I want air conditioning
I want automatic heat
I want a full Murphy bed
In my back seat
I want short wave radio
I want TV and a phone
You know I got to talk to my baby
When I’m riding alone…
“Let it Rock” is a grown up work song. I’m pretty sure it’s one of Chuck Berry’s own favorites. I don’t recall a show where he didn’t sing it, and with plenty of room for guitar, it always gets him going.
In The Heat Of The Day Down In Mobile, Alabama
Working on the railroad with the steel driving hammer
Got to make some money to buy some brand new shoes
Tryin' to find somebody to take away these blues
She don't love me, hear ‘em singing in the sun
Payday's coming and my work is all done
Everybody's scrambling, running around
Picking up their money, tearing the teepee down
Foreman wants to panic, 'bout to go insane
Trying to get the workers out the way of the train
Engineer blows the whistle loud and long
Can't stop the train, gotta let it roll on
Another wild one is “Promised Land”—the same sort of motion, but this time across the country by bus, train and plane to California.

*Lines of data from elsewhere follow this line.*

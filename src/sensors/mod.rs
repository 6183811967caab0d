//! Sensor subsystem — analog probes and the aggregating poll cycle.
//!
//! A poll burst-reads each analog channel [`SAMPLES_PER_POLL`] times
//! and takes the median, so a single electrical spike cannot move the
//! value the state machine acts on.  The climate sensor is read once
//! per poll; it does its own retention on failed reads.

pub mod moisture;
pub mod water_level;

use core::sync::atomic::{AtomicBool, AtomicU16, Ordering};

use crate::app::ports::{ClimatePort, SampleChannel, SamplePort};
use crate::fsm::context::SensorReading;
use crate::median::median9;

/// Raw conversions per channel per poll.  Sized for the 9-point median
/// network.
pub const SAMPLES_PER_POLL: usize = 9;

// ───────────────────────────────────────────────────────────────
// Bench override
// ───────────────────────────────────────────────────────────────

// Maintenance hook: when enabled, poll() reports these values instead
// of touching the ADC, so the controller can be walked through its
// states without a plant attached.
static OVERRIDE_ENABLED: AtomicBool = AtomicBool::new(false);
static OVERRIDE_MOISTURE: AtomicU16 = AtomicU16::new(0);
static OVERRIDE_LEVEL: AtomicU16 = AtomicU16::new(0);

/// Replace probe readings with fixed values until [`clear_override`].
pub fn override_readings(moisture_raw: u16, level_raw: u16) {
    OVERRIDE_MOISTURE.store(moisture_raw, Ordering::Relaxed);
    OVERRIDE_LEVEL.store(level_raw, Ordering::Relaxed);
    OVERRIDE_ENABLED.store(true, Ordering::Relaxed);
}

/// Return to live probe readings.
pub fn clear_override() {
    OVERRIDE_ENABLED.store(false, Ordering::Relaxed);
}

// ───────────────────────────────────────────────────────────────
// Poll cycle
// ───────────────────────────────────────────────────────────────

/// Run one full poll cycle and return the aggregated reading.
///
/// `now_us` stamps the reading; the caller decides when a poll is due.
pub fn poll(io: &mut (impl SamplePort + ClimatePort), now_us: u64) -> SensorReading {
    let (moisture_median, level_median) = if OVERRIDE_ENABLED.load(Ordering::Relaxed) {
        (
            OVERRIDE_MOISTURE.load(Ordering::Relaxed),
            OVERRIDE_LEVEL.load(Ordering::Relaxed),
        )
    } else {
        (
            median_of_burst(io, SampleChannel::Moisture),
            median_of_burst(io, SampleChannel::Level),
        )
    };

    let (temperature_c, humidity_pct) = io.read_climate();

    SensorReading {
        moisture_median,
        level_median,
        temperature_c,
        humidity_pct,
        sampled_at_us: now_us,
    }
}

fn median_of_burst(io: &mut impl SamplePort, channel: SampleChannel) -> u16 {
    let mut window = [0i32; SAMPLES_PER_POLL];
    for slot in &mut window {
        *slot = i32::from(io.sample(channel));
    }
    // The median of u16 inputs is one of them; the cast cannot truncate.
    median9(&mut window) as u16
}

The song starts with an abbreviated Carl Hogan guitar intro and then rolls unstoppably, like the train in “Let it Rock,” the only pause being a T-bone steak “a la carty” high over Albuquerque. It’s never seemed like a coincidence that “Promised Land,” written a matter of months after the terrorist bombing of a church killed three little girls, talks about “trouble that turned into a struggle in downtown Birmingham.” Nor is it coincidence that the “Po’ boy” wants to get “across Mississippi clean.” Chuck Berry was nearly lynched in Mississippi by drunken frat boys who feigned outrage when he returned the kiss of a white girl who jumped on stage. Guess who got arrested.
In 2011, I would learn more about history and more about the lyrics of Promised Land. I was watching a television show celebrating the 50th anniversary of the Freedom Riders—a racially mixed group of young people who attempted to integrate commercial busses in 1961. A group of them are attacked in the Rock Hill bus station. The police who are supposed to protect the riders vanish.

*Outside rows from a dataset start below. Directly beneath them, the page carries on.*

//! One-shot hardware peripheral initialization.
//!
//! Configures the two ADC channels and the GPIO directions using raw
//! ESP-IDF sys calls. Called once from `main()` before the control
//! loop starts.

#[cfg(target_os = "espidf")]
use esp_idf_svc::sys::*;

// ── Error type ────────────────────────────────────────────────

/// Errors during one-shot peripheral initialization.
#[derive(Debug, Clone, Copy, PartialEq, Eq)]
pub enum HwInitError {
    AdcInitFailed(i32),
    GpioConfigFailed(i32),
}

impl core::fmt::Display for HwInitError {
    fn fmt(&self, f: &mut core::fmt::Formatter<'_>) -> core::fmt::Result {
        match self {
            Self::AdcInitFailed(rc) => write!(f, "ADC1 init failed (rc={rc})"),
            Self::GpioConfigFailed(rc) => write!(f, "GPIO config failed (rc={rc})"),
        }
    }
}

#[cfg(target_os = "espidf")]
use log::info;

#[cfg(target_os = "espidf")]
use crate::pins;

#[cfg(target_os = "espidf")]
pub fn init_peripherals() -> Result<(), HwInitError> {
    // SAFETY: Called once from main() before the control loop; single-threaded.
    unsafe {
        init_adc()?;
        init_gpio()?;
    }
    info!("hw_init: all peripherals configured");
    Ok(())
}

#[cfg(not(target_os = "espidf"))]
pub fn init_peripherals() -> Result<(), HwInitError> {
    log::info!("hw_init(sim): peripheral init skipped");
    Ok(())
}

// ── ADC (oneshot) ─────────────────────────────────────────────

#[cfg(target_os = "espidf")]
static mut ADC1_HANDLE: adc_oneshot_unit_handle_t = core::ptr::null_mut();

/// SAFETY: Must be called only from the single-threaded init path or the
/// control-loop ADC read path.  No concurrent access is possible because
/// `init_adc()` completes before the control loop starts.
#[cfg(target_os = "espidf")]
unsafe fn adc1_handle() -> adc_oneshot_unit_handle_t {
    unsafe { ADC1_HANDLE }
}

#[cfg(target_os = "espidf")]
unsafe fn init_adc() -> Result<(), HwInitError> {
    let init_cfg = adc_oneshot_unit_init_cfg_t {
        unit_id: adc_unit_t_ADC_UNIT_1,
        ulp_mode: adc_ulp_mode_t_ADC_ULP_MODE_DISABLE,
        ..Default::default()
    };
    // SAFETY: ADC1_HANDLE is only written here, once at boot.
    let ret = unsafe { adc_oneshot_new_unit(&init_cfg, &raw mut ADC1_HANDLE) };
    if ret != ESP_OK as i32 {
        return Err(HwInitError::AdcInitFailed(ret));
    }

    // Full-range attenuation, 12-bit width: both probes swing close to
    // the 3.3 V rail when wet.
    let chan_cfg = adc_oneshot_chan_cfg_t {
        atten: adc_atten_t_ADC_ATTEN_DB_12,
        bitwidth: adc_bitwidth_t_ADC_BITWIDTH_12,
    };

    for channel in [pins::MOISTURE_ADC_CHANNEL, pins::LEVEL_ADC_CHANNEL] {
        let ret = unsafe { adc_oneshot_config_channel(adc1_handle(), channel, &chan_cfg) };
        if ret != ESP_OK as i32 {
            return Err(HwInitError::AdcInitFailed(ret));
        }
    }

    info!("hw_init: ADC1 configured (CH4=moisture, CH5=level)");
    Ok(())
}

#[cfg(target_os = "espidf")]
pub fn adc1_read(channel: u32) -> u16 {
    let mut raw: i32 = 0;
    // SAFETY: ADC1_HANDLE is written once during init_adc() before this
    // function is called; single-threaded control-loop access guaranteed.
    let ret = unsafe { adc_oneshot_read(adc1_handle(), channel, &mut raw) };
    if ret != ESP_OK as i32 {
        return 0;
    }
    raw.max(0) as u16
}

#[cfg(not(target_os = "espidf"))]
pub fn adc1_read(_channel: u32) -> u16 {
    0
}

// ── GPIO ──────────────────────────────────────────────────────

#[cfg(target_os = "espidf")]
unsafe fn init_gpio() -> Result<(), HwInitError> {
    // Pump relay output. The relay input is active-low: park it HIGH
    // before the pin even becomes an output so the pump cannot twitch
    // at boot.
    unsafe { gpio_set_level(pins::PUMP_GPIO, 1) };
    let pump_cfg = gpio_config_t {
        pin_bit_mask: 1u64 << pins::PUMP_GPIO,
        mode: gpio_mode_t_GPIO_MODE_OUTPUT,
        pull_up_en: gpio_pullup_t_GPIO_PULLUP_DISABLE,
        pull_down_en: gpio_pulldown_t_GPIO_PULLDOWN_DISABLE,
        intr_type: gpio_int_type_t_GPIO_INTR_DISABLE,
    };
    let ret = unsafe { gpio_config(&pump_cfg) };
    if ret != ESP_OK as i32 {
        return Err(HwInitError::GpioConfigFailed(ret));
    }
    unsafe { gpio_set_level(pins::PUMP_GPIO, 1) };

    // Climate sensor data line idles high through the pull-up; the
    // driver flips direction per transaction.
    let dht_cfg = gpio_config_t {
        pin_bit_mask: 1u64 << pins::DHT_GPIO,
        mode: gpio_mode_t_GPIO_MODE_INPUT,
        pull_up_en: gpio_pullup_t_GPIO_PULLUP_ENABLE,
        pull_down_en: gpio_pulldown_t_GPIO_PULLDOWN_DISABLE,
        intr_type: gpio_int_type_t_GPIO_INTR_DISABLE,
    };
    let ret = unsafe { gpio_config(&dht_cfg) };
    if ret != ESP_OK as i32 {
        return Err(HwInitError::GpioConfigFailed(ret));
    }

    info!("hw_init: GPIO configured (pump parked, DHT idle)");
    Ok(())
}

#[cfg(target_os = "espidf")]
pub fn gpio_write(pin: i32, high: bool) {
    // SAFETY: gpio_set_level writes to an already-configured output pin;
    // pin was validated during init_gpio(). Control-loop only.
    unsafe {
        gpio_set_level(pin, if high { 1 } else { 0 });
    }
}

#[cfg(not(target_os = "espidf"))]
pub fn gpio_write(_pin: i32, _high: bool) {}

// ── Heap probe ────────────────────────────────────────────────

/// Free heap in bytes, published as part of telemetry.
#[cfg(target_os = "espidf")]
pub fn free_heap_bytes() -> u32 {
    // SAFETY: esp_get_free_heap_size reads an allocator counter; safe
    // from any context.
    unsafe { esp_get_free_heap_size() }
}

#[cfg(not(target_os = "espidf"))]
pub fn free_heap_bytes() -> u32 {
    250_000
}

No wonder the Po’ Boy’s Greyhound chooses to “bypass Rock Hill.”
And no wonder these songs grow larger and more powerful with time. It is like Chuck Berry dipped deeply into the Missouri or the Mississippi Rivers and pulled up what makes us who and what we are.
The untroubled vocals and sprightly guitar disguise something weightier and more important. This isn’t a silly trip on busses, trains and planes. This is the same Promised Land that Martin Luther King saw, but viewed through Chuck Berry’s unique perspective. Think how a ballet dancer’s art makes his partner look weightless. That’s what Chuck Berry does with his humor and his guitar. Don’t be fooled.
Rebecca was right, Shakespeare has more significance. But not many others.